When I sat down to plan this month BSW portrait I was looking at my list of favourite illustrators, pattern designers and artists so far… and found… there is not a single guy represented! WHAT?! How could not even one male artist spontaneously pop up in my mind when listing my top choices? I had to get my note book and check my original list of artists again – no men. Isn’t that too much… My apologies! Well, writing the first BSW post on the second year of blogging is a perfect opportunity to change that. So here we go…

JON KLASSEN. Strange that he wasn’t on my list, since I’ve admired his children’s books for years now. I first saw his book “I Want My Hat Back” in 2011 rapidly followed by “This Is Not My Hat” in 2012. Together they have sold 1.5 million copies worldwide as well as received such prestigious awards as the Caldecott Medal. And this upcoming week, October 11th, Candlewick Press will release his latest book “We Found a Hat”. I can’t wait to get it!
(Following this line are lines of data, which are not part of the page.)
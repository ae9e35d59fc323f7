pub mod error;
pub mod logging;
pub mod string_utils;

pub use error::*;
pub use string_utils::{title_case, truncate_chars, truncate_with_suffix, word_count};
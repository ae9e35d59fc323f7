//! Tipos de erro para o crate trello

use thiserror::Error;

/// Erros do cliente Trello
#[derive(Debug, Error)]
pub enum TrelloError {
    /// Erro de requisição HTTP (conexão, timeout de rede, TLS)
    #[error("HTTP request failed: {0}")]
    HttpError(#[from] reqwest::Error),

    /// Resposta não-2xx da API do Trello
    #[error("Trello API error (status {status}): {message}")]
    ApiError { status: u16, message: String },

    /// Erro de parsing JSON
    #[error("JSON parsing failed: {0}")]
    JsonError(#[from] serde_json::Error),

    /// Board, card ou membro não encontrado
    #[error("Resource not found: {0}")]
    NotFound(String),

    /// Credenciais ausentes ou cliente mal configurado
    #[error("Configuration error: {0}")]
    ConfigError(String),

    #[error("Validation error: {0}")]
    ValidationError(String),
}

impl TrelloError {
    /// Indica se o erro veio de credenciais inválidas (401/403)
    pub fn is_auth_error(&self) -> bool {
        matches!(self, TrelloError::ApiError { status, .. } if *status == 401 || *status == 403)
    }
}

/// Tipo Result padrão para o crate
pub type Result<T> = std::result::Result<T, TrelloError>;
//! Cliente HTTP para a API REST do Trello (v1)

use crate::error::{Result, TrelloError};
use reqwest::{Client as HttpClient, Response};
use serde::de::DeserializeOwned;
use serde_json::Value;
use std::time::Duration;

const DEFAULT_BASE_URL: &str = "https://api.trello.com/1";

/// Cliente para interagir com a API do Trello
///
/// A autenticação do Trello é feita por query string (`key` + `token`)
/// em todas as requisições, não por header.
#[derive(Clone)]
pub struct TrelloClient {
    http_client: HttpClient,
    api_key: String,
    token: String,
    base_url: String,
}

impl TrelloClient {
    /// Cria um novo cliente Trello
    ///
    /// # Timeouts
    ///
    /// - Total: 30s
    /// - Connect: 5s
    pub fn new(api_key: impl Into<String>, token: impl Into<String>) -> Result<Self> {
        Self::with_timeouts(api_key, token, 30, 5)
    }

    /// Cria um novo cliente com timeouts customizados
    pub fn with_timeouts(
        api_key: impl Into<String>,
        token: impl Into<String>,
        total_timeout_secs: u64,
        connect_timeout_secs: u64,
    ) -> Result<Self> {
        let api_key = api_key.into();
        let token = token.into();

        if api_key.trim().is_empty() || token.trim().is_empty() {
            return Err(TrelloError::ConfigError(
                "TRELLO_API_KEY e TRELLO_TOKEN são obrigatórios".to_string(),
            ));
        }

        let http_client = HttpClient::builder()
            .timeout(Duration::from_secs(total_timeout_secs))
            .connect_timeout(Duration::from_secs(connect_timeout_secs))
            .build()
            .map_err(|e| TrelloError::ConfigError(format!("Failed to create HTTP client: {}", e)))?;

        Ok(Self {
            http_client,
            api_key,
            token,
            base_url: DEFAULT_BASE_URL.to_string(),
        })
    }

    /// Substitui a URL base (usado em testes e proxies)
    pub fn with_base_url(mut self, base_url: impl Into<String>) -> Self {
        self.base_url = base_url.into().trim_end_matches('/').to_string();
        self
    }

    /// Executa uma requisição GET autenticada
    pub(crate) async fn get(&self, endpoint: &str, params: &[(&str, String)]) -> Result<Response> {
        let url = format!("{}{}", self.base_url, endpoint);

        tracing::debug!("GET {} params={:?}", url, params);

        let response = self
            .http_client
            .get(&url)
            .query(&[("key", &self.api_key), ("token", &self.token)])
            .query(params)
            .send()
            .await?;

        self.handle_response(response).await
    }

    /// Executa uma requisição GET e parseia JSON
    pub(crate) async fn get_json<T: DeserializeOwned>(
        &self,
        endpoint: &str,
        params: &[(&str, String)],
    ) -> Result<T> {
        let response = self.get(endpoint, params).await?;
        let body = response.text().await?;
        Ok(serde_json::from_str(&body)?)
    }

    /// Executa uma requisição POST autenticada com parâmetros em query string
    pub(crate) async fn post(&self, endpoint: &str, params: &[(&str, String)]) -> Result<Response> {
        let url = format!("{}{}", self.base_url, endpoint);

        tracing::debug!("POST {}", url);

        let response = self
            .http_client
            .post(&url)
            .query(&[("key", &self.api_key), ("token", &self.token)])
            .query(params)
            .send()
            .await?;

        self.handle_response(response).await
    }

    /// Executa uma requisição POST e parseia JSON
    pub(crate) async fn post_json<T: DeserializeOwned>(
        &self,
        endpoint: &str,
        params: &[(&str, String)],
    ) -> Result<T> {
        let response = self.post(endpoint, params).await?;
        let body = response.text().await?;
        Ok(serde_json::from_str(&body)?)
    }

    /// Processa a resposta HTTP e trata erros
    async fn handle_response(&self, response: Response) -> Result<Response> {
        let status = response.status();

        if status.is_success() {
            return Ok(response);
        }

        let status_code = status.as_u16();
        let error_body = response.text().await.unwrap_or_else(|_| "Unknown error".to_string());

        tracing::error!("Trello API error ({}): {}", status_code, error_body);

        // O Trello responde texto puro na maioria dos erros ("invalid key"),
        // mas alguns endpoints devolvem JSON {"message": ..., "error": ...}
        let message = match serde_json::from_str::<Value>(&error_body) {
            Ok(json) => json
                .get("message")
                .or_else(|| json.get("error"))
                .and_then(|v| v.as_str())
                .unwrap_or(&error_body)
                .to_string(),
            Err(_) => error_body,
        };

        Err(TrelloError::ApiError {
            status: status_code,
            message,
        })
    }

    /// Verifica se as credenciais são válidas consultando o usuário autenticado
    pub async fn test_connection(&self) -> Result<()> {
        let _: Value = self
            .get_json("/members/me", &[("fields", "id,username".to_string())])
            .await?;
        Ok(())
    }

    pub fn api_key(&self) -> &str {
        &self.api_key
    }

    pub fn base_url(&self) -> &str {
        &self.base_url
    }
}
//! Cards do Trello

use chrono::{DateTime, Utc};
use serde::{Deserialize, Serialize};

/// Card de um board
#[derive(Debug, Clone, PartialEq, Serialize, Deserialize)]
#[serde(rename_all = "camelCase")]
pub struct Card {
    pub id: String,
    pub name: String,

    /// Descrição (markdown) do card
    #[serde(default)]
    pub desc: String,

    #[serde(default)]
    pub id_list: String,

    /// IDs dos membros atribuídos ao card
    #[serde(default)]
    pub id_members: Vec<String>,

    #[serde(default)]
    pub url: String,

    #[serde(default)]
    pub closed: bool,

    #[serde(default)]
    pub date_last_activity: Option<DateTime<Utc>>,
}

impl Card {
    /// Cria um card mínimo (usado em testes e matching offline)
    pub fn new(id: impl Into<String>, name: impl Into<String>) -> Self {
        Self {
            id: id.into(),
            name: name.into(),
            desc: String::new(),
            id_list: String::new(),
            id_members: Vec::new(),
            url: String::new(),
            closed: false,
            date_last_activity: None,
        }
    }

    /// Cards de instrução do board ("READ - RULES WHEN ADDING TASK - DO NOT DELETE")
    /// nunca participam de matching nem de cobranças
    pub fn is_meta_card(&self) -> bool {
        let upper = self.name.to_uppercase();
        upper.starts_with("READ")
            || upper.contains("DO NOT DELETE")
            || upper.contains("RULES")
            || upper.contains("INSTRUCTIONS")
            || upper.contains("TEMPLATE")
    }

    /// Descrição truncada em `max_chars` caracteres
    pub fn short_description(&self, max_chars: usize) -> String {
        self.desc.chars().take(max_chars).collect()
    }

    /// Horas desde a última atividade no card (999.0 quando desconhecido)
    pub fn hours_since_activity(&self, now: DateTime<Utc>) -> f64 {
        match self.date_last_activity {
            Some(date) => (now - date).num_seconds() as f64 / 3600.0,
            None => 999.0,
        }
    }
}
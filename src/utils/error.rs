use axum::http::StatusCode;
use axum::response::{IntoResponse, Response};
use serde_json::json;
use std::fmt;

#[derive(Debug)]
pub enum AppError {
    TrelloApi(String),
    WhatsApp(String),
    Ai(String),
    GoogleDocs(String),
    Storage(String),
    ConfigError(String),
    JsonError(serde_json::Error),
    HttpError(reqwest::Error),
    ValidationError(String),
    NotFound(String),
    InternalError(String),
}

impl fmt::Display for AppError {
    fn fmt(&self, f: &mut fmt::Formatter<'_>) -> fmt::Result {
        match self {
            AppError::TrelloApi(msg) => write!(f, "Trello API error: {}", msg),
            AppError::WhatsApp(msg) => write!(f, "WhatsApp error: {}", msg),
            AppError::Ai(msg) => write!(f, "AI error: {}", msg),
            AppError::GoogleDocs(msg) => write!(f, "Google Docs error: {}", msg),
            AppError::Storage(msg) => write!(f, "Storage error: {}", msg),
            AppError::ConfigError(msg) => write!(f, "Configuration error: {}", msg),
            AppError::JsonError(err) => write!(f, "JSON error: {}", err),
            AppError::HttpError(err) => write!(f, "HTTP error: {}", err),
            AppError::ValidationError(msg) => write!(f, "Validation error: {}", msg),
            AppError::NotFound(msg) => write!(f, "Not found: {}", msg),
            AppError::InternalError(msg) => write!(f, "Internal error: {}", msg),
        }
    }
}

impl std::error::Error for AppError {}

impl From<serde_json::Error> for AppError {
    fn from(err: serde_json::Error) -> Self {
        AppError::JsonError(err)
    }
}

impl From<reqwest::Error> for AppError {
    fn from(err: reqwest::Error) -> Self {
        AppError::HttpError(err)
    }
}

impl From<std::io::Error> for AppError {
    fn from(err: std::io::Error) -> Self {
        AppError::Storage(err.to_string())
    }
}

impl From<trello::TrelloError> for AppError {
    fn from(err: trello::TrelloError) -> Self {
        match err {
            trello::TrelloError::NotFound(msg) => AppError::NotFound(msg),
            trello::TrelloError::ValidationError(msg) => AppError::ValidationError(msg),
            trello::TrelloError::ConfigError(msg) => AppError::ConfigError(msg),
            other => AppError::TrelloApi(other.to_string()),
        }
    }
}

impl From<greenapi::GreenApiError> for AppError {
    fn from(err: greenapi::GreenApiError) -> Self {
        match err {
            greenapi::GreenApiError::InvalidChatId(id) => {
                AppError::ValidationError(format!("Invalid WhatsApp chat id: '{}'", id))
            }
            other => AppError::WhatsApp(other.to_string()),
        }
    }
}

impl From<ia_service::IaServiceError> for AppError {
    fn from(err: ia_service::IaServiceError) -> Self {
        AppError::Ai(err.to_string())
    }
}

impl From<crate::services::reminder_tracker::TrackerError> for AppError {
    fn from(err: crate::services::reminder_tracker::TrackerError) -> Self {
        AppError::Storage(err.to_string())
    }
}

impl IntoResponse for AppError {
    fn into_response(self) -> Response {
        let (status, error_message) = match self {
            AppError::TrelloApi(msg) => (StatusCode::BAD_GATEWAY, msg),
            AppError::WhatsApp(msg) => (StatusCode::BAD_GATEWAY, msg),
            AppError::Ai(msg) => (StatusCode::BAD_GATEWAY, msg),
            AppError::GoogleDocs(msg) => (StatusCode::BAD_GATEWAY, msg),
            AppError::Storage(msg) => (StatusCode::INTERNAL_SERVER_ERROR, msg),
            AppError::ConfigError(msg) => (StatusCode::INTERNAL_SERVER_ERROR, msg),
            AppError::JsonError(err) => (StatusCode::BAD_REQUEST, err.to_string()),
            AppError::HttpError(err) => (StatusCode::BAD_GATEWAY, err.to_string()),
            AppError::ValidationError(msg) => (StatusCode::BAD_REQUEST, msg),
            AppError::NotFound(msg) => (StatusCode::NOT_FOUND, msg),
            AppError::InternalError(msg) => (StatusCode::INTERNAL_SERVER_ERROR, msg),
        };

        let body = json!({
            "error": error_message,
            "status": status.as_u16()
        });

        (status, axum::Json(body)).into_response()
    }
}

pub type AppResult<T> = Result<T, AppError>;

#[cfg(test)]
mod tests {
    use super::*;

    #[test]
    fn test_status_mapping() {
        let cases = vec![
            (AppError::TrelloApi("x".into()), StatusCode::BAD_GATEWAY),
            (AppError::WhatsApp("x".into()), StatusCode::BAD_GATEWAY),
            (AppError::ValidationError("x".into()), StatusCode::BAD_REQUEST),
            (AppError::NotFound("x".into()), StatusCode::NOT_FOUND),
            (AppError::Storage("x".into()), StatusCode::INTERNAL_SERVER_ERROR),
        ];

        for (error, expected) in cases {
            assert_eq!(error.into_response().status(), expected);
        }
    }

    #[test]
    fn test_trello_not_found_maps_to_404() {
        let err: AppError = trello::TrelloError::NotFound("board".into()).into();
        assert!(matches!(err, AppError::NotFound(_)));

        let err: AppError = trello::TrelloError::ApiError {
            status: 401,
            message: "invalid key".into(),
        }
        .into();
        assert!(matches!(err, AppError::TrelloApi(_)));
    }

    #[test]
    fn test_invalid_chat_id_is_validation_error() {
        let err: AppError = greenapi::GreenApiError::InvalidChatId("".into()).into();
        assert!(matches!(err, AppError::ValidationError(_)));
    }
}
Jon Klassen is a Canadian author and illustrator of children books and aside his own books you can also find him collaborating with other authors, such as Sara Pennypacker, Mac Barnett or Lemony Snicket to mention a few. Starting out as an animator working on huge projects at the Dreamworks Studio and LAIKA for several years, he decided in 2010 to pursue a path on his own as an independent illustrator. His first one, “Cat’s Night Out” by Carolyn Stutson, won a Canadian Governor Generals Award and a new star on the firmament of children’s illustration was born. Some even mean that he renewed the genre in a profound way. Like Sweden, Canada seem to produce a big impact in the world of children’s books and Klassen is one of the most wellknown Canadian illustrators worldwide aside other big names like Manon Gauthier (see this post) and Isabelle Arsenault.

Sam & Dave Dig a Hole by Mac Barnett, illustrated by Jon Klassen
Sam & Dave Dig a Hole by Mac Barnett, illustrated by Jon Klassen

His books often has ambiguous endings, and things might not end well for some of the characters. The subject in the “Hat” trilogy is theft, and the little thieves just disappear mysteriously in the end… there’s a moral dilemma in each of his books and he is not afraid to show the dark sides of the characters but with a touch of humor that makes the children identify (as well as the adults!). He never patronizes kids and that’s one of the reasons for his great success.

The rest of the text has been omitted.